Libra has not abandoned its original vision of launching a multi-currency backed stablecoin, according to the organization's Policy Director, Julien Le Goc. Speaking during the Global Digital Finance virtual summit on July 8, Julien noted that Libra's original vision, which draws inspiration from IMF special drawing fund, is still on course.
“We’ve not abandoned the multi-currency stablecoin, drawing its DNA from the [International Monetary Fund's] special drawing fund, which remains an important design feature.”
Initially, Libra had proposed to develop a stablecoin backed by over 80 fiat currencies in a bid to spread the volatility attributed to each fiat currency. In doing so, Libra hoped it would pioneer a more stable digital asset compared to current dollar-pegged tokens. This was, however, cut short after the U.S senate amongst other regulators moved to halt the Libra project.
While the launch date is still uncertain, the Facebook-led Libra Association has made some amendments between now and the time they first announced in 2019. For starters, the association released an updated whitepaper this year, changing its multi-currency proposed model. According to the news release, Libra will adopt single-backed stablecoins as opposed to the previous basket asset proposition.
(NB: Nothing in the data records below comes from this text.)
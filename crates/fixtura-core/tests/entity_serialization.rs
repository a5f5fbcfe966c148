use std::collections::BTreeSet;

use rust_decimal::Decimal;

use fixtura_core::{Catalog, Category, Product};

fn product(id: u32, category_id: u32) -> Product {
    Product {
        id,
        name: "Desk".to_string(),
        category_id,
        unit_price: Decimal::new(1999, 2),
        units_in_stock: 5,
    }
}

#[test]
fn serializes_product_deterministically() {
    let json = serde_json::to_string_pretty(&product(1, 2)).expect("serialize product");
    let expected = r#"{
  "id": 1,
  "name": "Desk",
  "category_id": 2,
  "unit_price": "19.99",
  "units_in_stock": 5
}"#;
    assert_eq!(json, expected);
}

#[test]
fn catalog_json_relinks_on_read() {
    let catalog = Catalog::relink(
        vec![Category {
            id: 1,
            name: "Books".to_string(),
            products: BTreeSet::new(),
        }],
        vec![product(1, 1), product(2, 1)],
    )
    .expect("relink");

    let json = serde_json::to_string(&catalog).expect("serialize catalog");
    let back: Catalog = serde_json::from_str(&json).expect("deserialize catalog");

    assert_eq!(back, catalog);
    assert_eq!(back.categories()[0].products, BTreeSet::from([1, 2]));
}

#[test]
fn catalog_json_with_orphan_product_is_rejected() {
    let json = r#"{
  "categories": [{ "id": 1, "name": "Books", "products": [] }],
  "products": [{ "id": 1, "name": "Desk", "category_id": 9, "unit_price": "1.00", "units_in_stock": 0 }]
}"#;

    let result: Result<Catalog, _> = serde_json::from_str(json);
    assert!(result.is_err());
}
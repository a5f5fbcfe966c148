use std::fmt;

use schemars::schema::RootSchema;
use schemars::schema_for;

use crate::catalog::{CatalogParts, Category, Product, ProductListing};
use crate::person::{Address, Human};
use crate::user::User;

/// Entity kinds that can be generated and exported.
#[derive(Debug, Clone, Copy, PartialEq, Eq)]
pub enum EntityKind {
    Category,
    Product,
    ProductListing,
    Catalog,
    Human,
    Address,
    User,
}

impl EntityKind {
    pub fn as_str(self) -> &'static str {
        match self {
            Self::Category => "category",
            Self::Product => "product",
            Self::ProductListing => "product_listing",
            Self::Catalog => "catalog",
            Self::Human => "human",
            Self::Address => "address",
            Self::User => "user",
        }
    }
}

impl fmt::Display for EntityKind {
    fn fmt(&self, f: &mut fmt::Formatter<'_>) -> fmt::Result {
        f.write_str(self.as_str())
    }
}

/// JSON Schema of a batch (array) of the given entity kind.
///
/// A catalog is exported as its `{ categories, products }` object. Product
/// listings carry the resolved `category_name` next to the product fields.
pub fn entity_schema(kind: EntityKind) -> RootSchema {
    match kind {
        EntityKind::Category => schema_for!(Vec<Category>),
        EntityKind::Product => schema_for!(Vec<Product>),
        EntityKind::ProductListing => schema_for!(Vec<ProductListing>),
        EntityKind::Catalog => schema_for!(CatalogParts),
        EntityKind::Human => schema_for!(Vec<Human>),
        EntityKind::Address => schema_for!(Vec<Address>),
        EntityKind::User => schema_for!(Vec<User>),
    }
}
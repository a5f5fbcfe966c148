use std::collections::{BTreeMap, BTreeSet};
use std::fmt;

use rust_decimal::Decimal;
use schemars::JsonSchema;
use serde::{Deserialize, Serialize};

use crate::entity::{ChildEntity, DomainViolation, EntityShape, ParentEntity};
use crate::error::{Error, Result};

/// A product category (parent side of the catalog).
#[derive(Debug, Clone, Default, PartialEq, Eq, Serialize, Deserialize, JsonSchema)]
pub struct Category {
    pub id: u32,
    pub name: String,
    /// Ids of the products that reference this category.
    #[serde(default)]
    pub products: BTreeSet<u32>,
}

impl fmt::Display for Category {
    fn fmt(&self, f: &mut fmt::Formatter<'_>) -> fmt::Result {
        f.write_str(&self.name)
    }
}

impl EntityShape for Category {
    const NAME: &'static str = "category";
    const FIELDS: &'static [&'static str] = &["name", "products"];

    fn id(&self) -> u32 {
        self.id
    }

    fn set_id(&mut self, id: u32) {
        self.id = id;
    }
}

impl ParentEntity for Category {
    fn key(&self) -> u32 {
        self.id
    }

    fn children(&self) -> &BTreeSet<u32> {
        &self.products
    }

    fn children_mut(&mut self) -> &mut BTreeSet<u32> {
        &mut self.products
    }
}

/// A product (child side of the catalog).
///
/// The category reference is not stored; it is resolved by id through
/// [`Catalog::category_of`], which keeps the serialized graph acyclic.
#[derive(Debug, Clone, Default, PartialEq, Eq, Serialize, Deserialize, JsonSchema)]
pub struct Product {
    pub id: u32,
    pub name: String,
    pub category_id: u32,
    pub unit_price: Decimal,
    pub units_in_stock: u16,
}

impl fmt::Display for Product {
    fn fmt(&self, f: &mut fmt::Formatter<'_>) -> fmt::Result {
        f.write_str(&self.name)
    }
}

impl EntityShape for Product {
    const NAME: &'static str = "product";
    const FIELDS: &'static [&'static str] =
        &["name", "category_id", "unit_price", "units_in_stock"];

    fn id(&self) -> u32 {
        self.id
    }

    fn set_id(&mut self, id: u32) {
        self.id = id;
    }

    fn check(&self) -> std::result::Result<(), DomainViolation> {
        if self.unit_price < Decimal::ZERO {
            return Err(DomainViolation::new(
                "unit_price",
                format!("price must not be negative, got {}", self.unit_price),
            ));
        }
        Ok(())
    }
}

impl ChildEntity for Product {
    fn key(&self) -> u32 {
        self.id
    }

    fn parent_key(&self) -> u32 {
        self.category_id
    }
}

/// Display projection of a [`Product`].
#[derive(Debug, Clone, PartialEq, Eq, Serialize, Deserialize, JsonSchema)]
pub struct ProductItem {
    pub id: u32,
    pub name: String,
    pub unit_price: Decimal,
}

impl From<&Product> for ProductItem {
    fn from(product: &Product) -> Self {
        Self {
            id: product.id,
            name: product.name.clone(),
            unit_price: product.unit_price,
        }
    }
}

impl fmt::Display for ProductItem {
    fn fmt(&self, f: &mut fmt::Formatter<'_>) -> fmt::Result {
        f.write_str(&self.name)
    }
}

/// A product together with its resolved category.
///
/// Serializes the product fields plus `category_name`; the category itself
/// is never written.
#[derive(Debug, Clone, Copy, Serialize)]
pub struct LinkedProduct<'a> {
    #[serde(flatten)]
    pub product: &'a Product,
    pub category_name: &'a str,
    #[serde(skip)]
    pub category: &'a Category,
}

/// Owned form of a [`LinkedProduct`] as written to JSON.
#[derive(Debug, Clone, PartialEq, Eq, Serialize, Deserialize, JsonSchema)]
pub struct ProductListing {
    #[serde(flatten)]
    pub product: Product,
    pub category_name: String,
}

impl From<LinkedProduct<'_>> for ProductListing {
    fn from(linked: LinkedProduct<'_>) -> Self {
        Self {
            product: linked.product.clone(),
            category_name: linked.category_name.to_string(),
        }
    }
}

/// Recompute every parent's child set from the children's parent keys.
///
/// Prior child sets are overwritten. Children whose parent key matches no
/// parent are ignored here; [`Catalog::relink`] rejects them up front.
pub fn backfill<P: ParentEntity, C: ChildEntity>(parents: &mut [P], children: &[C]) {
    let mut by_parent: BTreeMap<u32, BTreeSet<u32>> = BTreeMap::new();
    for child in children {
        by_parent
            .entry(child.parent_key())
            .or_default()
            .insert(child.key());
    }

    for parent in parents.iter_mut() {
        *parent.children_mut() = by_parent.remove(&parent.key()).unwrap_or_default();
    }
}

/// Raw catalog collections, as read back from the interchange format.
#[derive(Debug, Clone, Default, Serialize, Deserialize, JsonSchema)]
pub struct CatalogParts {
    pub categories: Vec<Category>,
    pub products: Vec<Product>,
}

/// Linked category/product graph.
///
/// Invariants: every product's `category_id` names a category of this
/// catalog, and every category's `products` set holds exactly the ids of the
/// products that reference it.
#[derive(Debug, Clone, PartialEq, Serialize, Deserialize)]
#[serde(try_from = "CatalogParts")]
pub struct Catalog {
    categories: Vec<Category>,
    products: Vec<Product>,
}

impl Catalog {
    /// Join products to categories by id and back-fill the category sets.
    ///
    /// Category ids and product ids must each be unique.
    pub fn relink(mut categories: Vec<Category>, products: Vec<Product>) -> Result<Self> {
        let known = unique_ids(&categories)?;
        unique_ids(&products)?;
        if let Some(orphan) = products
            .iter()
            .find(|product| !known.contains(&product.category_id))
        {
            return Err(Error::UnresolvedReference {
                product: orphan.id,
                category: orphan.category_id,
            });
        }

        backfill(&mut categories, &products);

        Ok(Self {
            categories,
            products,
        })
    }

    pub fn categories(&self) -> &[Category] {
        &self.categories
    }

    pub fn products(&self) -> &[Product] {
        &self.products
    }

    pub fn category(&self, id: u32) -> Option<&Category> {
        self.categories.iter().find(|category| category.id == id)
    }

    pub fn product(&self, id: u32) -> Option<&Product> {
        self.products.iter().find(|product| product.id == id)
    }

    pub fn category_of(&self, product: &Product) -> Option<&Category> {
        self.category(product.category_id)
    }

    pub fn products_of<'a>(&'a self, category: &'a Category) -> impl Iterator<Item = &'a Product> {
        self.products
            .iter()
            .filter(move |product| category.products.contains(&product.id))
    }

    pub fn linked_products(&self) -> Vec<LinkedProduct<'_>> {
        self.products
            .iter()
            .filter_map(|product| {
                self.category_of(product).map(|category| LinkedProduct {
                    product,
                    category_name: &category.name,
                    category,
                })
            })
            .collect()
    }

    pub fn into_parts(self) -> (Vec<Category>, Vec<Product>) {
        (self.categories, self.products)
    }
}

fn unique_ids<T: EntityShape>(entities: &[T]) -> Result<BTreeSet<u32>> {
    let mut seen = BTreeSet::new();
    for entity in entities {
        if !seen.insert(entity.id()) {
            return Err(Error::DuplicateId {
                shape: T::NAME,
                id: entity.id(),
            });
        }
    }
    Ok(seen)
}

impl TryFrom<CatalogParts> for Catalog {
    type Error = Error;

    fn try_from(parts: CatalogParts) -> Result<Self> {
        Catalog::relink(parts.categories, parts.products)
    }
}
Also, a new compliance regulatory framework is under development in collaboration with some central bankers. Julien emphasized that the Swiss-based association is looking to align its governance structure with national governments through private-public partnerships.
Libra's Fundamental Value on the Rise
Despite the uncertainty, Libra has been making fundamental progress in defining its structure and association membership. One of the notable recent milestones is Stuart's Levey appointment as the association's CEO. The former Chief Legal Officer at HSBC will lead Libra as it nears its sunrise phase in practicality. Other than this appointment, Libra's membership has grown, having added prominent stakeholders such as Temasek Holdings, Slow Ventures, and Paradigm.